Now let’s imagine that we are going to repeat the process of drawing some tickets at
random with replacement from this box an infinite number of times, compute the sample
average each time, and create a probability histogram of all of those sample means.
14. What is the name of that probability histogram?
Type
clt, samples(50000) n(2) dist(n) normal
[repeat the process 50,000 times, draw 2
tickets at random with replacement, compute
the sample average each time, plot the
histogram of the 50,000 sample averages]
15. Describe the shape of the distribution. Does it look like a normal curve? What is the
mean of this distribution? Is it very close to the population mean? If it’s off a bit, why?
Compute the standard deviation of this distribution using the information about the
standard deviation from the population distribution. Do you get the same standard
deviation as the computer program got?
Type
clt, samples(50000) n(20) dist(n) normal
[repeat the process 50,000 times, draw 20
tickets at random with replacement, compute
the sample average each time, plot the
histogram of the 50,000 sample averages]
16. Describe the shape of the distribution. Does it look like a normal curve? What is the
mean of this distribution? Is it very close to the population mean? If it’s off a bit, why?

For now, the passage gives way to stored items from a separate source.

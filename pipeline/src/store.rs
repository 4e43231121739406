//! The authoritative node/edge collections behind an editor session.
//!
//! A `GraphStore` is an owned value: whoever drives the editor holds it and
//! passes it by reference. The analyzer never sees it directly, only the
//! owned [`Pipeline`] returned by [`GraphStore::snapshot`].
//!
//! # Id contract
//!
//! [`GraphStore::next_id`] is the only source of fresh node ids. Counters are
//! per type tag, start at 1 and never go backwards, so removing `math-2` does
//! not make `math-2` available again. Loading a snapshot leaves counters
//! alone unless `reconcile_counters_on_load` is set; call
//! [`GraphStore::reconcile_id_counters`] to do it explicitly.
//!
//! # Duplicate ids
//!
//! Adding a node whose id already exists is a caller error. The store
//! resolves it last-write-wins: the old record is replaced in place and keeps
//! its position in iteration order.

use std::collections::BTreeMap;

use serde_json::Value;
use tracing::{debug, warn};

use crate::config::PipelineConfig;
use crate::error::PipelineError;
use crate::parse::{self, Pipeline, PipelineEdge, PipelineNode};

#[derive(Debug, Clone, Default)]
pub struct GraphStore {
    nodes: Vec<PipelineNode>,
    edges: Vec<PipelineEdge>,
    id_counters: BTreeMap<String, u64>,
    config: PipelineConfig,
}

impl GraphStore {
    pub fn new() -> Self {
        Self::default()
    }

    pub fn with_config(config: PipelineConfig) -> Self {
        GraphStore {
            config,
            ..Self::default()
        }
    }

    pub fn config(&self) -> &PipelineConfig {
        &self.config
    }

    // -------------------------------------------------------------------------
    // Ids
    // -------------------------------------------------------------------------

    /// Mint `"<type>-<n>"` with `n` one past the last value issued for `type`.
    ///
    /// Once a counter reaches `u64::MAX` (only possible after reconciling
    /// against an imported id with that suffix), minting continues under the
    /// prefix `"<type>-18446744073709551615"`, giving `"<type>-18446744073709551615-1"`
    /// and so on.
    pub fn next_id(&mut self, node_type: &str) -> String {
        let counter = self.id_counters.entry(node_type.to_string()).or_insert(0);
        match counter.checked_add(1) {
            Some(n) => {
                *counter = n;
                format!("{}-{}", node_type, n)
            }
            None => {
                warn!(node_type, "id counter exhausted, minting under extended prefix");
                self.next_id(&format!("{}-{}", node_type, u64::MAX))
            }
        }
    }

    /// Last counter issued for `node_type`, if any.
    pub fn id_counter(&self, node_type: &str) -> Option<u64> {
        self.id_counters.get(node_type).copied()
    }

    /// Raise every counter to at least the highest `<type>-<n>` present among
    /// the current nodes. Counters never decrease.
    pub fn reconcile_id_counters(&mut self) {
        for node in &self.nodes {
            let Some((prefix, suffix)) = node.id.rsplit_once('-') else {
                continue;
            };
            let Ok(n) = suffix.parse::<u64>() else {
                continue;
            };
            let counter = self.id_counters.entry(prefix.to_string()).or_insert(0);
            if n > *counter {
                *counter = n;
            }
        }
        debug!(counters = ?self.id_counters, "reconciled id counters");
    }

    // -------------------------------------------------------------------------
    // Nodes
    // -------------------------------------------------------------------------

    pub fn add_node(&mut self, node: PipelineNode) {
        if let Some(existing) = self.nodes.iter_mut().find(|n| n.id == node.id) {
            warn!(id = %node.id, "node id already present, replacing existing record");
            *existing = node;
            return;
        }
        debug!(id = %node.id, node_type = ?node.type_tag(), "added node");
        self.nodes.push(node);
    }

    /// Remove a node and every edge touching it. No-op for unknown ids.
    pub fn remove_node(&mut self, node_id: &str) {
        let before = (self.nodes.len(), self.edges.len());
        self.nodes.retain(|n| n.id != node_id);
        self.edges.retain(|e| !e.touches(node_id));
        debug!(
            id = node_id,
            nodes_removed = before.0 - self.nodes.len(),
            edges_removed = before.1 - self.edges.len(),
            "removed node"
        );
    }

    /// Set one key of a node's `data`. Returns false if the node is absent.
    pub fn update_node_field(&mut self, node_id: &str, field: &str, value: Value) -> bool {
        let Some(node) = self.nodes.iter_mut().find(|n| n.id == node_id) else {
            return false;
        };
        node.data = node.data.with_field(field, value);
        true
    }

    pub fn node(&self, node_id: &str) -> Option<&PipelineNode> {
        self.nodes.iter().find(|n| n.id == node_id)
    }

    pub fn nodes(&self) -> &[PipelineNode] {
        &self.nodes
    }

    // -------------------------------------------------------------------------
    // Edges
    // -------------------------------------------------------------------------

    /// Append an edge as given. Cycles and duplicates are left for analysis.
    pub fn add_edge(&mut self, edge: PipelineEdge) {
        debug!(id = %edge.id, source = %edge.source, target = %edge.target, "added edge");
        self.edges.push(edge);
    }

    /// Wire two handles together and return the new edge's id.
    pub fn connect(
        &mut self,
        source: &str,
        source_handle: Option<&str>,
        target: &str,
        target_handle: Option<&str>,
    ) -> String {
        let base = format!(
            "edge-{}{}-{}{}",
            source,
            source_handle.unwrap_or_default(),
            target,
            target_handle.unwrap_or_default()
        );
        let mut id = base.clone();
        let mut n = 1;
        while self.edges.iter().any(|e| e.id == id) {
            n += 1;
            id = format!("{}-{}", base, n);
        }

        let edge =
            PipelineEdge::new(id.clone(), source, target).with_handles(source_handle, target_handle);
        self.add_edge(edge);
        id
    }

    pub fn remove_edge(&mut self, edge_id: &str) {
        self.edges.retain(|e| e.id != edge_id);
    }

    pub fn edge(&self, edge_id: &str) -> Option<&PipelineEdge> {
        self.edges.iter().find(|e| e.id == edge_id)
    }

    pub fn edges(&self) -> &[PipelineEdge] {
        &self.edges
    }

    // -------------------------------------------------------------------------
    // Whole-graph operations
    // -------------------------------------------------------------------------

    /// Replace both collections wholesale.
    pub fn load_snapshot(&mut self, nodes: Vec<PipelineNode>, edges: Vec<PipelineEdge>) {
        debug!(nodes = nodes.len(), edges = edges.len(), "loaded snapshot");
        self.nodes = nodes;
        self.edges = edges;
        if self.config.reconcile_counters_on_load {
            self.reconcile_id_counters();
        }
    }

    /// Parse a pipeline file and load it. On error the store is unchanged.
    pub fn import_json(&mut self, json: &str) -> Result<(), PipelineError> {
        let pipeline = parse::parse(json).inspect_err(|e| {
            warn!(error = %e, "rejected pipeline import");
        })?;
        self.load_snapshot(pipeline.nodes, pipeline.edges);
        Ok(())
    }

    pub fn export_json(&self) -> Result<String, PipelineError> {
        parse::to_json(&self.snapshot(), self.config.export_indent)
    }

    pub fn clear(&mut self) {
        self.nodes.clear();
        self.edges.clear();
        self.id_counters.clear();
        debug!("cleared store");
    }

    /// Owned copy of the current nodes and edges.
    pub fn snapshot(&self) -> Pipeline {
        Pipeline {
            nodes: self.nodes.clone(),
            edges: self.edges.clone(),
        }
    }

    pub fn is_empty(&self) -> bool {
        self.nodes.is_empty() && self.edges.is_empty()
    }
}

Compute the standard deviation of this distribution using the information about the
standard deviation from the population distribution. Do you get the same standard
deviation as the computer program got?
Type
clt, samples(50000) n(100) dist(n) normal
[repeat the process 50,000 times, draw 100
tickets at random with replacement, compute
the sample average each time, plot the
histogram of the 50,000 sample averages]
17. Describe the shape of the distribution. Does it look like a normal curve? What is the
mean of this distribution? Is it very close to the population mean? If it’s off a bit, why?
Compute the standard deviation of this distribution using the information about the
standard deviation from the population distribution. Do you get the same standard
deviation as the computer program got?
18. At what sample size did the sampling distribution of sample means look like the
normal curve?
19. Please describe:
a) how this lab illustrates the central limit theorem
b) the conclusion that you draw about the value of the population average and
the average of the sampling distribution of sample means.
What to turn in: all the numbered sections.